As Microsoft head of communications Frank Shaw put it when talking to Mary Jo Foley on ZDNet US, “There is a difference between policy and practice. We don’t read customers mail. We don’t read customer documents. We don’t triangulate YouTube views and searches. We don’t use the content of your Hotmail to target ads in Bing.”

When I asked for more details, Microsoft told us, it's really "two different approaches. Google’s approach makes it harder, not easier, for people to stay in control of their own information. We take a different approach – we work to help keep you safer and more secure online, to give you choices about your data, and to offer you the option of saving your information on your hard drive, in the cloud, or on both."

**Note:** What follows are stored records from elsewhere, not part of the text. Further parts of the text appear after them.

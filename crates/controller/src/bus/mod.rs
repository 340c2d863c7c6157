//! Hardware bus abstraction. Every sensor read and output write in the
//! controller goes through a [`Bus`]; the `gpio` feature gates the real
//! rppal driver, and [`SimBus`] stands in for it everywhere else.

use std::fmt;

use serde::Serialize;
use thiserror::Error;

#[cfg(feature = "gpio")]
pub mod rpi;
#[cfg(any(test, not(feature = "gpio")))]
pub mod sim;

#[cfg(any(test, not(feature = "gpio")))]
pub use sim::SimBus;

// ---------------------------------------------------------------------------
// Identifiers
// ---------------------------------------------------------------------------

/// A watering channel, numbered 1 through 5. Each channel owns one valve
/// and one flow counter.
#[derive(Debug, Clone, Copy, PartialEq, Eq, PartialOrd, Ord, Hash, Serialize)]
#[serde(transparent)]
pub struct Channel(u8);

impl Channel {
    pub const COUNT: usize = 5;
    pub const ALL: [Channel; Channel::COUNT] =
        [Channel(1), Channel(2), Channel(3), Channel(4), Channel(5)];

    pub fn new(number: u8) -> Option<Self> {
        (1..=Self::COUNT as u8).contains(&number).then_some(Self(number))
    }

    pub fn number(self) -> u8 {
        self.0
    }

    /// Zero-based position, for indexing per-channel arrays.
    pub fn index(self) -> usize {
        usize::from(self.0 - 1)
    }

    /// Single-bit mask (`bit n-1` for channel `n`).
    pub fn mask(self) -> u8 {
        1 << self.index()
    }
}

impl fmt::Display for Channel {
    fn fmt(&self, f: &mut fmt::Formatter<'_>) -> fmt::Result {
        write!(f, "{}", self.number())
    }
}

/// Supply rails monitored through power-good inputs.
#[derive(Debug, Clone, Copy, PartialEq, Eq, Hash, Serialize)]
pub enum Rail {
    V5,
    V12,
    V24,
}

impl Rail {
    pub const ALL: [Rail; 3] = [Rail::V5, Rail::V12, Rail::V24];

    pub fn index(self) -> usize {
        match self {
            Rail::V5 => 0,
            Rail::V12 => 1,
            Rail::V24 => 2,
        }
    }
}

impl fmt::Display for Rail {
    fn fmt(&self, f: &mut fmt::Formatter<'_>) -> fmt::Result {
        let s = match self {
            Rail::V5 => "5V",
            Rail::V12 => "12V",
            Rail::V24 => "24V",
        };
        f.write_str(s)
    }
}

/// A digital line. Pump and valves are outputs; rails are inputs.
#[derive(Debug, Clone, Copy, PartialEq, Eq, Hash)]
pub enum Line {
    Pump,
    Valve(Channel),
    Rail(Rail),
}

impl Line {
    pub fn is_output(self) -> bool {
        !matches!(self, Line::Rail(_))
    }
}

impl fmt::Display for Line {
    fn fmt(&self, f: &mut fmt::Formatter<'_>) -> fmt::Result {
        match self {
            Line::Pump => f.write_str("pump"),
            Line::Valve(ch) => write!(f, "valve{ch}"),
            Line::Rail(r) => write!(f, "rail{r}"),
        }
    }
}

/// An 8-bit quantity readable from the sensor bus.
#[derive(Debug, Clone, Copy, PartialEq, Eq, Hash)]
pub enum Quantity {
    Flow(Channel),
    Rain,
    Ground,
    TankLevel,
    Pressure,
    CpuTemp,
    AmbientTemp,
    ExposedTemp,
}

impl Quantity {
    pub const COUNT: usize = 12;
    pub const ALL: [Quantity; Quantity::COUNT] = [
        Quantity::Flow(Channel(1)),
        Quantity::Flow(Channel(2)),
        Quantity::Flow(Channel(3)),
        Quantity::Flow(Channel(4)),
        Quantity::Flow(Channel(5)),
        Quantity::Rain,
        Quantity::Ground,
        Quantity::TankLevel,
        Quantity::Pressure,
        Quantity::CpuTemp,
        Quantity::AmbientTemp,
        Quantity::ExposedTemp,
    ];

    /// Position in [`Quantity::ALL`].
    pub fn index(self) -> usize {
        match self {
            Quantity::Flow(ch) => ch.index(),
            Quantity::Rain => 5,
            Quantity::Ground => 6,
            Quantity::TankLevel => 7,
            Quantity::Pressure => 8,
            Quantity::CpuTemp => 9,
            Quantity::AmbientTemp => 10,
            Quantity::ExposedTemp => 11,
        }
    }

    pub fn name(self) -> &'static str {
        const FLOW: [&str; Channel::COUNT] = ["flow1", "flow2", "flow3", "flow4", "flow5"];
        match self {
            Quantity::Flow(ch) => FLOW[ch.index()],
            Quantity::Rain => "rain",
            Quantity::Ground => "ground",
            Quantity::TankLevel => "tank_level",
            Quantity::Pressure => "pressure",
            Quantity::CpuTemp => "cpu_temp",
            Quantity::AmbientTemp => "ambient_temp",
            Quantity::ExposedTemp => "exposed_temp",
        }
    }
}

impl fmt::Display for Quantity {
    fn fmt(&self, f: &mut fmt::Formatter<'_>) -> fmt::Result {
        f.write_str(self.name())
    }
}

// ---------------------------------------------------------------------------
// Bus trait
// ---------------------------------------------------------------------------

#[derive(Debug, Clone, PartialEq, Eq, Error)]
pub enum BusFault {
    #[error("bus transaction timed out")]
    Timeout,
    #[error("device did not acknowledge")]
    Nack,
    #[error("{0} is not an output")]
    NotOutput(Line),
    #[error("bus i/o error: {0}")]
    Io(String),
}

/// Raw device access. Implementations perform exactly one transaction per
/// call and never retry; retry and fail-safe policy live above this trait.
pub trait Bus: Send {
    fn read(&mut self, quantity: Quantity) -> Result<u8, BusFault>;

    /// Read back a digital line. For outputs this is the driven level.
    fn read_line(&mut self, line: Line) -> Result<bool, BusFault>;

    fn write_line(&mut self, line: Line, high: bool) -> Result<(), BusFault>;

    /// Zero all five flow counters on the flow controller.
    fn reset_flow_counters(&mut self) -> Result<(), BusFault>;
}

// ===========================================================================
// Tests
// ===========================================================================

Attacking Google, even when Google is doing something that’s broadly unpopular, is a feisty move from Microsoft that could backfire. Although it’s been a good few months since I last heard anybody declare that ‘Microsoft is dead,’ the sins of the past have left plenty of people simply not believing anything but the worst of Microsoft (most of the accusations I see are shorn of any examples that post-date the DoJ conviction, which is sometimes a sign of prejudice rather than actual peccadillo). For a brief time yesterday, if you searched for Google on Bing, your results came with a whimsical (or possibly plaintive) request not to leave so soon (along with a link to get straight to Google if that's what you wanted). Microsoft calls that "always experimenting with new ways to increase the engagement of its users" and I thought it was charming (like Frank Shaw's suggestion that if you'd tried Microsoft services in the past, you could come back and see if the improvements suited you better - "we've left the light on for you," he said). But getting the tone right is hard; there's bound to be someone that finds it irritating.

As I've said before, this is a bigger issue than just the current changes in Google's policy and to really compare who's helping the user this needs to be more than a case of ‘he said, she said’. We need some actual privacy standards, or even regulations. We need some independent assessment. We need, if you’ll pardon the pun, an Evil Umpire.

Mary Branscombe

Incidentally, if you’re trying to go cold turkey on the Google ecosystem and you’re looking for a YouTube alternative, I’m fond of Vimeo which has both stunning content – the time lapse video of the Aurora Borealis from the International Space Station that did the rounds last year is on Vimeo – and none of the stunningly stupid and offensive comments that are so prevalent on YouTube. The official Vimeo app for Windows Phone has just launched, with nice options like automatically putting the video you most recently marked to watch later as thumbnail that you see as the first thing when you open the application. Which is rather nice.